Я передал эти слова Белинскому. Это очень забавляло его, и он потом часто повторял, что Булгарин называет его бульдогом.

К числу петербургских журналистов этого времени принадлежал бывший издатель «Московского телеграфа», с которым Белинский находился одно время в Москве в очень близких сношениях.

Белинский, как это видно и из писем его ко мне, любил его и высоко ценил его прежнюю московскую журнальную деятельность, которая уже не имела ничего общего с петербургскою.

– Этот человек сам предвидел свое падение, – рассказывал мне Белинский с грустию. – Когда он уезжал из Москвы, я проводил его до заставы. У заставы мы обнялись и простились… «Желаю вам успехов и счастия в Петербурге», – сказал я. Он как-то уныло улыбнулся. «Благодарю вас, – отвечал он, – нет-с, уж какие успехи! Но если я буду действовать не так, как следует (он употребил более ясное и резкое выражение), то не вините меня, а пожалейте-с… Я человек, обремененный семейством…»

В Петербурге Белинский не видался с ним. Полевой избегал его потому, что после совершенной перемены в своих убеждениях ему, кажется, неловко было взглянуть прямо в глаза Белинскому…

– Белинский – прекраснейший, благороднейший человек! – сказал мне однажды Полевой, когда я нарочно завел с ним речь о Белинском: – горячая голова, энтузиаст, но теперь нам сходиться не для чего-с. Я здесь уж совсем не тот-с. Я вот должен хвалить романы какого-нибудь Штевена, а ведь эти романы галиматья-с.

– Да кто же вас заставляет хвалить их? – спросил я с удивлением.

– Нельзя-с, помилуйте, ведь он частный пристав.

– Что ж такое? Что вам за дело до этого?

– Как что за дело-с! Разбери я его как следует, – он, пожалуй, подкинет ко мне в сарай какую-нибудь вещь, да и обвинит меня в краже. Меня и поведут по улицам на веревке-с, а ведь я отец семейства!

У меня сжалось сердце при этом страшном признании. И это говорил тот человек, который некогда энергически преследовал всякую подлость, проповедывал о свободе духа, о человеческом достоинстве!

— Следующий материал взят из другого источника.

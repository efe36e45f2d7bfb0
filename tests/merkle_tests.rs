use sha2::{Digest, Sha256};

use microledger_consensus::merkle::{Hash, MerkleTree, leaf_hash};

fn node(left: &Hash, right: &Hash) -> Hash {
    let mut hasher = Sha256::new();
    hasher.update([0x01]);
    hasher.update(left);
    hasher.update(right);
    hasher.finalize().into()
}

/// Replays an audit path bottom-up, mirroring the RFC 6962 PATH
/// recursion to decide sibling sides.
fn root_from_path(index: usize, size: usize, leaf: Hash, path: &[Hash]) -> Hash {
    if size == 1 {
        assert!(path.is_empty());
        return leaf;
    }
    let mut k = 1usize;
    while k * 2 < size {
        k *= 2;
    }
    let (rest, last) = path.split_at(path.len() - 1);
    if index < k {
        node(&root_from_path(index, k, leaf, rest), &last[0])
    } else {
        node(&last[0], &root_from_path(index - k, size - k, leaf, rest))
    }
}

#[test]
fn empty_tree_root_is_hash_of_nothing() {
    let tree = MerkleTree::new();
    assert_eq!(
        tree.root_hex(),
        "e3b0c44298fc1c149afbf4c8996fb92427ae41e4649b934ca495991b7852b855"
    );
}

#[test]
fn single_leaf_root_is_the_leaf_hash() {
    let leaf = leaf_hash(b"only");
    let tree = MerkleTree::from_leaves(vec![leaf]);
    assert_eq!(tree.root(), leaf);
}

#[test]
fn small_trees_follow_rfc6962_shape() {
    let leaves: Vec<Hash> = (0u8..3).map(|i| leaf_hash(&[i])).collect();

    let two = MerkleTree::from_leaves(leaves[..2].to_vec());
    assert_eq!(two.root(), node(&leaves[0], &leaves[1]));

    // Three leaves split 2 + 1.
    let three = MerkleTree::from_leaves(leaves.clone());
    assert_eq!(
        three.root(),
        node(&node(&leaves[0], &leaves[1]), &leaves[2])
    );
}

#[test]
fn audit_paths_replay_to_the_root() {
    for size in 1..=9usize {
        let leaves: Vec<Hash> = (0..size).map(|i| leaf_hash(&[i as u8])).collect();
        let tree = MerkleTree::from_leaves(leaves.clone());
        let root = tree.root();
        for (index, leaf) in leaves.iter().enumerate() {
            let path = tree.audit_path(index).expect("index in range");
            assert_eq!(
                root_from_path(index, size, *leaf, &path),
                root,
                "audit path for leaf {index} of {size} must replay"
            );
        }
    }
}

#[test]
fn audit_path_out_of_range_is_none() {
    let tree = MerkleTree::from_leaves(vec![leaf_hash(b"a")]);
    assert!(tree.audit_path(1).is_none());
}

#[test]
fn incremental_push_matches_bulk_construction() {
    let leaves: Vec<Hash> = (0u8..6).map(|i| leaf_hash(&[i])).collect();
    let mut incremental = MerkleTree::new();
    for leaf in &leaves {
        incremental.push(*leaf);
    }
    assert_eq!(incremental.root(), MerkleTree::from_leaves(leaves).root());
}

Литературные петербургские знаменитости смотрели на Белинского с высоты своего величия. Они не удостоивали замечать его или отзывались о нем как о наглом, недоучившемся студенте, который осмеливается посягать на вековые славы. Один Пушкин, кажется, втайне сознавал, что этот недоучившийся студент должен будет занять некогда почетное место в истории русской литературы… Он просил Щепкина передать Белинскому первые книжки только что начатого им «Современника», зная, что Щепкин находился в близких сношениях с Белинским.

– Только, пожалуйста, чтобы это осталось между нами, – прибавил Пушкин.

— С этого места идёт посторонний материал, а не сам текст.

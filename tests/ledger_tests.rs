use std::fs::OpenOptions;
use std::io::Write;

use serde_json::json;
use sha2::{Digest, Sha256};

use microledger_consensus::error::ConsensusError;
use microledger_consensus::ledger::{Microledger, Transaction};
use microledger_consensus::storage::{FileLedgerStorage, InMemoryLedgerStorage, LedgerStorage};

fn txn(id: u64) -> Transaction {
    Transaction::from_value(json!({ "id": id })).expect("object")
}

#[test]
fn genesis_assigns_dense_seq_nos() {
    let mut ledger = Microledger::new("test");
    let stamped = ledger
        .reset(vec![txn(10), txn(20), txn(30)])
        .expect("genesis installs");
    assert_eq!(
        stamped.iter().map(|t| t.seq_no()).collect::<Vec<_>>(),
        vec![Some(1), Some(2), Some(3)]
    );
    assert_eq!(ledger.size(), 3);
    assert_eq!(ledger.seq_no(), 3);
    assert_eq!(ledger.root_hash(), ledger.uncommitted_root_hash());
}

#[test]
fn genesis_rejects_empty_and_misnumbered() {
    let mut ledger = Microledger::new("test");
    assert!(matches!(
        ledger.reset(vec![]),
        Err(ConsensusError::InvalidGenesis(_))
    ));

    let prestamped = Transaction::from_value(json!({"id": 7, "txnMetadata": {"seqNo": 1}}))
        .expect("object");
    let misplaced = vec![txn(0), prestamped]; // seqNo 1 at position 2
    assert!(matches!(
        ledger.reset(misplaced),
        Err(ConsensusError::InvalidGenesis(_))
    ));
}

#[test]
fn reset_refused_on_non_empty_ledger() {
    let mut ledger = Microledger::new("test");
    ledger.reset(vec![txn(1)]).expect("first genesis");
    assert!(matches!(
        ledger.reset(vec![txn(2)]),
        Err(ConsensusError::LedgerNotEmpty(_))
    ));
}

#[test]
fn staging_continues_the_sequence_and_detects_conflicts() {
    let mut ledger = Microledger::new("test");
    ledger.reset(vec![txn(1)]).expect("genesis");

    let (start, end, stamped) = ledger.stage(&[txn(2), txn(3)], Some("1700000000")).expect("stage");
    assert_eq!((start, end), (2, 3));
    assert_eq!(stamped[0].txn_time(), Some("1700000000"));
    assert_eq!(ledger.size(), 1);
    assert_eq!(ledger.uncommitted_size(), 3);

    // A batch stamped for a different base must not stage.
    let foreign = stamped[1].clone(); // seqNo 3, expected next is 4
    assert!(matches!(
        ledger.stage(&[foreign], None),
        Err(ConsensusError::SeqNoConflict {
            expected: 4,
            actual: 3
        })
    ));
}

#[test]
fn commit_and_discard_are_all_or_nothing() {
    let mut ledger = Microledger::new("test");
    ledger.reset(vec![txn(1)]).expect("genesis");
    let committed_root = ledger.root_hash();

    ledger.stage(&[txn(2), txn(3)], None).expect("stage");
    assert_ne!(ledger.uncommitted_root_hash(), committed_root);

    ledger.discard_staged();
    assert_eq!(ledger.uncommitted_size(), 1);
    assert_eq!(ledger.uncommitted_root_hash(), committed_root);

    ledger.stage(&[txn(2), txn(3)], None).expect("stage again");
    let promoted = ledger.commit_staged();
    assert_eq!(promoted.len(), 2);
    assert_eq!(ledger.size(), 3);
    assert_eq!(ledger.root_hash(), ledger.uncommitted_root_hash());
}

#[test]
fn incremental_root_matches_from_scratch() {
    let mut ledger = Microledger::new("test");
    ledger.reset(vec![txn(1), txn(2)]).expect("genesis");
    ledger.stage(&[txn(3), txn(4)], None).expect("stage");
    ledger.commit_staged();

    let rebuilt = Microledger::from_committed("test", ledger.committed_transactions().to_vec())
        .expect("dense committed list");
    assert_eq!(rebuilt.root_hash(), ledger.root_hash());
    assert_eq!(rebuilt.state(), ledger.state());
}

#[test]
fn single_entry_root_is_leaf_hash_of_canonical_form() {
    let mut ledger = Microledger::new("L");
    ledger.reset(vec![txn(1)]).expect("genesis");

    let canonical = br#"{"id":1,"txnMetadata":{"seqNo":1}}"#;
    let mut hasher = Sha256::new();
    hasher.update([0x00]);
    hasher.update(canonical);
    let expected = hex::encode(hasher.finalize());
    assert_eq!(ledger.root_hash(), expected);
}

#[test]
fn state_hash_is_stable_equality_check() {
    let mut a = Microledger::new("L");
    let mut b = Microledger::new("L");
    a.reset(vec![txn(1)]).expect("genesis");
    b.reset(vec![txn(1)]).expect("genesis");
    assert_eq!(a.state().hash(), b.state().hash());

    b.stage(&[txn(2)], None).expect("stage");
    assert_ne!(a.state().hash(), b.state().hash());
}

#[test]
fn audit_proof_covers_committed_entries_only() {
    let mut ledger = Microledger::new("L");
    ledger.reset(vec![txn(1), txn(2), txn(3)]).expect("genesis");
    let proof = ledger.audit_path(2).expect("committed entry");
    assert_eq!(proof.ledger_size, 3);
    assert_eq!(proof.root_hash, ledger.root_hash());
    assert_eq!(proof.audit_path.len(), 2);

    ledger.stage(&[txn(4)], None).expect("stage");
    assert!(matches!(
        ledger.audit_path(4),
        Err(ConsensusError::NoSuchTransaction(4))
    ));
}

#[test]
fn transaction_accessors() {
    let mut ledger = Microledger::new("L");
    ledger.reset(vec![txn(1), txn(2)]).expect("genesis");
    ledger.stage(&[txn(3)], None).expect("stage");

    assert_eq!(ledger.get_transaction(2).expect("committed").seq_no(), Some(2));
    assert!(ledger.get_transaction(3).is_err());
    assert_eq!(
        ledger.get_uncommitted_transaction(3).expect("staged").seq_no(),
        Some(3)
    );
    assert_eq!(ledger.last_committed_transaction().and_then(|t| t.seq_no()), Some(2));
    assert_eq!(ledger.last_transaction().and_then(|t| t.seq_no()), Some(3));
    assert_eq!(ledger.uncommitted_transactions().len(), 1);
}

#[test]
fn in_memory_registry_lifecycle() {
    let storage = InMemoryLedgerStorage::new();
    storage.create("alpha").expect("create");
    assert!(storage.is_exists("alpha"));
    assert!(matches!(
        storage.create("alpha"),
        Err(ConsensusError::LedgerAlreadyExists(_))
    ));

    let participants = vec!["did:a".to_string(), "did:b".to_string()];
    let mut ledger = storage.load("alpha").expect("load empty");
    let stamped = ledger.reset(vec![txn(1)]).expect("genesis");
    storage
        .install_genesis("alpha", &stamped, &ledger.root_hash(), &participants)
        .expect("install");
    assert_eq!(storage.meta("alpha").expect("meta").participants, participants);

    storage.rename("alpha", "beta").expect("rename");
    assert!(!storage.is_exists("alpha"));
    let metas = storage.list();
    assert_eq!(metas.len(), 1);
    assert_eq!(metas[0].name, "beta");

    storage.remove("beta").expect("remove");
    assert!(!storage.is_exists("beta"));
}

#[test]
fn file_storage_round_trips_committed_state() {
    let dir = tempfile::tempdir().expect("tempdir");
    let storage = FileLedgerStorage::open(dir.path()).expect("open");
    storage.create("L").expect("create");

    let mut ledger = storage.load("L").expect("load");
    let stamped = ledger.reset(vec![txn(1), txn(2)]).expect("genesis");
    storage
        .install_genesis("L", &stamped, &ledger.root_hash(), &["did:a".to_string()])
        .expect("install");

    ledger.stage(&[txn(3)], None).expect("stage");
    let promoted = ledger.commit_staged();
    storage
        .append_commit("L", &promoted, &ledger.root_hash())
        .expect("append");

    // Fresh handle over the same directory sees the same state.
    let reopened = FileLedgerStorage::open(dir.path()).expect("reopen");
    let loaded = reopened.load("L").expect("load");
    assert_eq!(loaded.size(), 3);
    assert_eq!(loaded.root_hash(), ledger.root_hash());
    assert_eq!(reopened.meta("L").expect("meta").participants, vec!["did:a".to_string()]);
}

#[test]
fn torn_commit_tail_is_dropped_on_open() {
    let dir = tempfile::tempdir().expect("tempdir");
    let storage = FileLedgerStorage::open(dir.path()).expect("open");
    storage.create("L").expect("create");

    let mut ledger = storage.load("L").expect("load");
    let stamped = ledger.reset(vec![txn(1)]).expect("genesis");
    storage
        .install_genesis("L", &stamped, &ledger.root_hash(), &[])
        .expect("install");
    let pre_commit_root = ledger.root_hash();

    // Simulate power loss between the log append and the header move:
    // entries land in the log but the header still records size 1.
    let (_, _, staged) = ledger.stage(&[txn(2)], None).expect("stage");
    let mut log = OpenOptions::new()
        .append(true)
        .open(dir.path().join("L.log"))
        .expect("log file");
    log.write_all(&staged[0].canonical_bytes()).expect("write");
    log.write_all(b"\n").expect("newline");
    drop(log);

    let reopened = FileLedgerStorage::open(dir.path()).expect("reopen");
    let loaded = reopened.load("L").expect("load");
    assert_eq!(loaded.size(), 1, "torn tail must not surface");
    assert_eq!(loaded.root_hash(), pre_commit_root);

    // The same batch re-committed through the proper path is visible.
    let mut recovered = loaded;
    recovered.stage(&[txn(2)], None).expect("restage");
    let promoted = recovered.commit_staged();
    reopened
        .append_commit("L", &promoted, &recovered.root_hash())
        .expect("append");
    assert_eq!(reopened.load("L").expect("load").size(), 2);
}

Он боялся, чтобы об этом не узнали его друзья – литературные знаменитости…

Белинский жил в Петербурге исключительно в небольшом кружке молодых литераторов, из которых многие в настоящую минуту достигли также степени литературных знаменитостей и, может быть, уже относятся к новому поколению литературных деятелей с тою же гордостию и неприступностию, с какой относились к Белинскому литературные знаменитости его времени…

На этот небольшой кружок молодых литераторов Белинский имел неотразимое влияние. Его любили и вместе боялись, несмотря на его кроткую, нежную и увлекающуюся натуру, – .боялись, потому что Белинский беспощадно высказывал правду в глаза своим друзьям и жестоко преследовал насмешкою различные их слабости. Взаимное самовосхваление, лесть и лицемерие были ненавистны ему.

– Все это признаки растленного старчества, – говорил он: – не дай бог дожить до этого!..

Вот записка его ко мне, в которой выражается вся горячая, благородная, любящая душа Белинского.


Декабря 5, 1842 г.

Ну, Панаев, вижу, что у вас есть чутье кое на что – сейчас я прочел «Мельхиора», и мне все слышатся ваши слова: эта женщина постигла таинство любви. Да, любовь есть таинство, – благо тому, кто постиг его; и не найдя его осуществления для себя, он все-таки владеет таинством. Для меня, Панаев, светлою минутою жизни будет та минута, когда я вполне удостоверюсь, что вы наконец уже владеете в своем духе этим таинством, а не предчувствуете его только. Мы, Панаев, счастливцы – очи наши узрели спасение наше, и мы отпущены с миром владыкою, мы дождались пророков наших – и узнали их, мы дождались знамений – и поняли и уразумели их. Вам странны покажутся эти строки – ни с того ни с сего присланные к вам, но я в экстазе, в сумасшествии, а Жорж-Занд называет сумасшествием именно те минуты благоразумия, когда человек никого не поразит и не оскорбит странностью – это она говорит о Мельхиоре. Как часто мы бываем благоразумными Мельхиорами, и благо нам в редкие минуты нашего безумия. О многом хотелось бы мне сказать вам, но язык коснеет. Я люблю вас, Панаев, люблю горячо – я знаю это по минутам неукротимой ненависти к вам. Кто дал мне право на это – не знаю; не знаю даже, дано ли это право. Мне кажется, вы ошибаетесь, думая, что все придет само собою, даром, без борьбы, и потому не боретесь, истребляя плевелы из души своей, вырывая их с кровью. Это еще не заслуга, Панаев, встать в одно прекрасное утро человеком истинным и увидеть, что без натяжек и фразерства можно быть таким. Даровое не прочно, да и невозможно, оно обманчиво. Надо положить на себя эпитимью и пост, и вериги, надо говорить себе: этого мне хочется, но это нехорошо, так не быть же этому. Пусть вас тянет к этому, а вы все-таки не идите к нему; пусть будете вы в апатии и тоске – все лучше, чем в удовлетворении своей суетности и пустоты.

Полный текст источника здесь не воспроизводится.